The 2010 health reform law boosted the federal CHIP matching rate for each state by 23 percentage points for four years starting in fiscal year 2016. This means the federal government now picks up 93 percent of the cost of state CHIP programs, on average.

With overwhelming bipartisan support, Congress voted last year to extend overall federal CHIP funding for states through 2017; the legislation reaffirmed the matching rate increase by letting it take effect as scheduled.  The Energy and Commerce bill would overturn this bipartisan agreement and eliminate the increase as of March 31. That would:

  • Shift costs to states. States would have to pay a greater share of CHIP costs through 2019 than if the match increase remains in place. Their added costs would total more than $3 billion a year, assuming Congress, as expected, extends federal CHIP funding past 2017.

    States have used the federal funding boost to expand and improve children’s health coverage as well as to sustain their overall Medicaid and CHIP programs. Florida and Utah, for example, expanded coverage to legal immigrant children. Also, Arizona — the only state that doesn’t cover children through CHIP — is considering reestablishing its CHIP program due to the matching rate increase. The House bill would likely force these states to curtail or drop these improvements.  And all states would likely have to make other sizable Medicaid and CHIP cuts to offset the loss of federal funding. 

    This would be particularly disruptive as states are already three-quarters of the way through their fiscal years (which run from July 1 to June 30 in most states) under budgets that assume the 23 percentage-point match increase, and states have completed or are finalizing their 2017 budgets.
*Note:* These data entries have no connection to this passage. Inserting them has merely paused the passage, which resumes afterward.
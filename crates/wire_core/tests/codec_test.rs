//! # Entity Codec Tests
//!
//! Encoding whole registries and restoring them elsewhere.
#![allow(missing_docs)]

use wire_core::{
    CodecError, Component, ComponentDescriptor, EcsError, EntityCodec, EntityId, Guid, Registry,
    TypeRegistry,
};

wire_core::component! {
    #[derive(Debug, PartialEq)]
    pub struct A("0F1E2D3C-4B5A-4978-8695-A4B3C2D1E0F1") {
        pub x: f32,
        pub y: f32,
    }
}

wire_core::component! {
    #[derive(Debug, PartialEq)]
    pub struct B("0F1E2D3C-4B5A-4978-8695-A4B3C2D1E0F2") {
        pub x: f32,
        pub y: f32,
    }
}

fn types() -> TypeRegistry {
    let mut types = TypeRegistry::new();
    types.register::<A>().unwrap();
    types.register::<B>().unwrap();
    types
}

/// Test: the A{1,2} / B{3,4} record survives a trip into a fresh registry.
#[test]
fn test_encode_decode_two_components() {
    let types = types();
    let codec = EntityCodec::new(&types);

    let mut source = Registry::new();
    let e = source.create_entity();
    source.add_component(e, A { x: 1.0, y: 2.0 }).unwrap();
    source.add_component(e, B { x: 3.0, y: 4.0 }).unwrap();

    let bytes = codec.encode(&source, e).unwrap();
    let mut target = Registry::new();
    let restored = codec.decode(&bytes, &mut target).unwrap();

    for guid in [A::GUID, B::GUID] {
        assert_eq!(
            target.component_data(guid, restored).unwrap(),
            source.component_data(guid, e).unwrap()
        );
    }
}

/// Test: every entity of a registry can be streamed out and back in.
#[test]
fn test_stream_whole_registry() {
    let types = types();
    let codec = EntityCodec::new(&types);

    let mut source = Registry::new();
    for i in 0..20 {
        let e = source.create_entity();
        source.add_component(e, A { x: i as f32, y: 0.0 }).unwrap();
        if i % 3 == 0 {
            source.add_component(e, B { x: 0.0, y: i as f32 }).unwrap();
        }
    }
    // Leave a hole in the id space.
    let sixth = source.entities()[5];
    source.remove_entity(sixth).unwrap();

    let mut stream = Vec::new();
    for &e in source.entities() {
        codec.encode_into(&source, e, &mut stream).unwrap();
    }

    let mut target = Registry::new();
    let mut input = stream.as_slice();
    while !input.is_empty() {
        codec.decode_next(&mut input, &mut target).unwrap();
    }

    assert_eq!(target.entities(), source.entities());
    for &e in source.entities() {
        assert_eq!(target.get_components(e).unwrap(), source.get_components(e).unwrap());
    }

    // Restored ids push the allocator past them.
    assert_eq!(target.create_entity(), EntityId::from_raw(21));
}

/// Test: a hand-built descriptor decodes records without a Rust type.
#[test]
fn test_foreign_descriptor() {
    let guid: Guid = "DEADBEEF-0000-4000-8000-000000000001".parse().unwrap();
    let mut types = TypeRegistry::new();
    assert!(types
        .register_descriptor(ComponentDescriptor::new("Blob", guid, 3, 1, Vec::new()))
        .unwrap());
    let codec = EntityCodec::new(&types);

    let mut source = Registry::new();
    let e = source.create_entity();
    source.add_component_data(&[7, 8, 9], guid, e).unwrap();

    let bytes = codec.encode(&source, e).unwrap();
    let mut target = Registry::new();
    codec.decode(&bytes, &mut target).unwrap();
    assert_eq!(target.component_data(guid, e).unwrap(), vec![7, 8, 9]);
}

/// Test: a size conflict with an existing pool is caught before admitting.
#[test]
fn test_size_conflict_with_existing_pool() {
    let guid = A::GUID;
    let mut writer_types = TypeRegistry::new();
    writer_types
        .register_descriptor(ComponentDescriptor::new("A", guid, 4, 4, Vec::new()))
        .unwrap();
    let writer = EntityCodec::new(&writer_types);

    let mut source = Registry::new();
    let e = source.create_entity();
    source.add_component_data(&[0; 4], guid, e).unwrap();
    let bytes = writer.encode(&source, e).unwrap();

    // The reader believes A has 4 bytes too, but its pool stores 8.
    let mut target = Registry::new();
    let other = target.create_entity();
    target.add_component(other, A::default()).unwrap();

    let err = writer.decode(&bytes, &mut target).unwrap_err();
    assert!(matches!(err, CodecError::Ecs(_)), "{err}");
    assert_eq!(target.entity_count(), 1);
}

/// Test: a record whose pool size disagrees with the table is not encoded.
#[test]
fn test_encode_rejects_size_disagreeing_with_table() {
    let guid: Guid = "DEADBEEF-0000-4000-8000-000000000002".parse().unwrap();
    let mut types = TypeRegistry::new();
    types
        .register_descriptor(ComponentDescriptor::new("Blob", guid, 4, 1, Vec::new()))
        .unwrap();
    let codec = EntityCodec::new(&types);

    let mut source = Registry::new();
    let e = source.create_entity();
    source.add_component_data(&[7, 8, 9], guid, e).unwrap();

    let mut out = vec![0xAA];
    assert_eq!(
        codec.encode_into(&source, e, &mut out),
        Err(CodecError::Ecs(EcsError::SizeMismatch {
            component: guid,
            expected: 4,
            actual: 3,
        }))
    );
    assert_eq!(out, vec![0xAA]);

    // A following record in the same stream still decodes cleanly.
    let mut registry = Registry::new();
    let ok = registry.create_entity();
    registry.add_component(ok, A { x: 1.0, y: 2.0 }).unwrap();
    let ab = types_with_blob(guid);
    let stream_codec = EntityCodec::new(&ab);
    assert!(stream_codec.encode_into(&source, e, &mut out).is_err());
    stream_codec.encode_into(&registry, ok, &mut out).unwrap();

    let mut target = Registry::new();
    let mut input = &out[1..];
    assert_eq!(stream_codec.decode_next(&mut input, &mut target).unwrap(), ok);
    assert!(input.is_empty());
}

fn types_with_blob(guid: Guid) -> TypeRegistry {
    let mut types = types();
    types
        .register_descriptor(ComponentDescriptor::new("Blob", guid, 4, 1, Vec::new()))
        .unwrap();
    types
}
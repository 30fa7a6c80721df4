//! # Entity Management
//!
//! Entities are plain non-zero integers. Zero is reserved as the null id.
//!
//! Ids come from a monotonic high-water mark, with a free list of ids
//! returned by removed entities. The most recently freed id is handed out
//! first.

use std::collections::HashSet;
use std::fmt;

use crate::error::{EcsError, EcsResult};

/// Unique identifier for an entity.
///
/// Encoded on the wire as 4 little-endian bytes.
#[derive(Clone, Copy, Debug, PartialEq, Eq, PartialOrd, Ord, Hash, Default)]
#[repr(transparent)]
pub struct EntityId(u32);

impl EntityId {
    /// Null/invalid entity ID.
    pub const NULL: Self = Self(0);

    /// Width of an id in the binary entity format.
    pub const ENCODED_LEN: usize = std::mem::size_of::<u32>();

    /// Wraps a raw id. Zero yields [`EntityId::NULL`].
    #[inline]
    #[must_use]
    pub const fn from_raw(raw: u32) -> Self {
        Self(raw)
    }

    /// Returns the raw integer.
    #[inline]
    #[must_use]
    pub const fn raw(self) -> u32 {
        self.0
    }

    /// Checks if this entity ID is null/invalid.
    #[inline]
    #[must_use]
    pub const fn is_null(self) -> bool {
        self.0 == 0
    }
}

impl fmt::Display for EntityId {
    fn fmt(&self, f: &mut fmt::Formatter<'_>) -> fmt::Result {
        write!(f, "{}", self.0)
    }
}

/// Hands out entity ids and tracks which are alive.
///
/// Guarantees that no two live entities share an id. Reuse order of freed
/// ids is not chronological.
#[derive(Clone, Debug)]
pub struct EntityAllocator {
    /// Next never-used id. Wider than an id so `u32::MAX` can be admitted.
    next: u64,
    /// Freed ids, reused last-in first-out.
    free: Vec<EntityId>,
    /// Live ids in creation order.
    live: Vec<EntityId>,
    /// Membership index over `live`.
    live_set: HashSet<EntityId>,
}

impl Default for EntityAllocator {
    fn default() -> Self {
        Self::new()
    }
}

impl EntityAllocator {
    /// Creates an allocator with no live entities.
    #[must_use]
    pub fn new() -> Self {
        Self {
            next: 1,
            free: Vec::new(),
            live: Vec::new(),
            live_set: HashSet::new(),
        }
    }

    /// Allocates a fresh id.
    ///
    /// # Panics
    ///
    /// Panics if all 2^32 - 1 ids are live at once.
    pub fn allocate(&mut self) -> EntityId {
        let id = if let Some(id) = self.free.pop() {
            id
        } else {
            let raw = u32::try_from(self.next).expect("entity id space exhausted");
            self.next += 1;
            EntityId(raw)
        };

        self.live.push(id);
        self.live_set.insert(id);
        id
    }

    /// Admits an externally chosen id, e.g. one restored from disk.
    ///
    /// Later [`allocate`](Self::allocate) calls never collide with it.
    ///
    /// # Errors
    ///
    /// Returns [`EcsError::NullEntity`] for zero and
    /// [`EcsError::EntityAlreadyAlive`] if the id is in use.
    pub fn admit(&mut self, id: EntityId) -> EcsResult<()> {
        if id.is_null() {
            return Err(EcsError::NullEntity);
        }
        if self.live_set.contains(&id) {
            return Err(EcsError::EntityAlreadyAlive(id));
        }

        if let Some(pos) = self.free.iter().position(|&free| free == id) {
            self.free.swap_remove(pos);
        }
        if self.next <= u64::from(id.0) {
            self.next = u64::from(id.0) + 1;
        }

        self.live.push(id);
        self.live_set.insert(id);
        Ok(())
    }

    /// Marks a live id as free for reuse.
    ///
    /// # Errors
    ///
    /// Returns [`EcsError::NullEntity`] for zero and
    /// [`EcsError::EntityNotAlive`] if the id is not live.
    pub fn release(&mut self, id: EntityId) -> EcsResult<()> {
        if id.is_null() {
            return Err(EcsError::NullEntity);
        }
        if !self.live_set.remove(&id) {
            return Err(EcsError::EntityNotAlive(id));
        }

        if let Some(pos) = self.live.iter().position(|&live| live == id) {
            self.live.remove(pos);
        }
        self.free.push(id);
        Ok(())
    }

    /// Checks if an id is currently live.
    #[inline]
    #[must_use]
    pub fn is_alive(&self, id: EntityId) -> bool {
        self.live_set.contains(&id)
    }

    /// Live ids in creation order.
    #[inline]
    #[must_use]
    pub fn live(&self) -> &[EntityId] {
        &self.live
    }

    /// Number of live entities.
    #[inline]
    #[must_use]
    pub fn len(&self) -> usize {
        self.live.len()
    }

    /// Checks if no entity is live.
    #[inline]
    #[must_use]
    pub fn is_empty(&self) -> bool {
        self.live.is_empty()
    }

    /// Returns the allocator to its initial state.
    pub fn reset(&mut self) {
        self.next = 1;
        self.free.clear();
        self.live.clear();
        self.live_set.clear();
    }
}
  • Deter states from adopting the Medicaid expansion. Some expansion opponents argue that the federal government will renege on its commitment to pick up nearly all the costs of the Medicaid expansion. To date, they’ve had no evidence to support this claim, and the Administration has made clear for years that it opposes any Medicaid or CHIP provision shifting costs to states.  But if the House measure became law, opponents could point to the eliminated CHIP match increase to significantly bolster opposition to expanding Medicaid, as over half of children with CHIP-funded coverage receive it through Medicaid.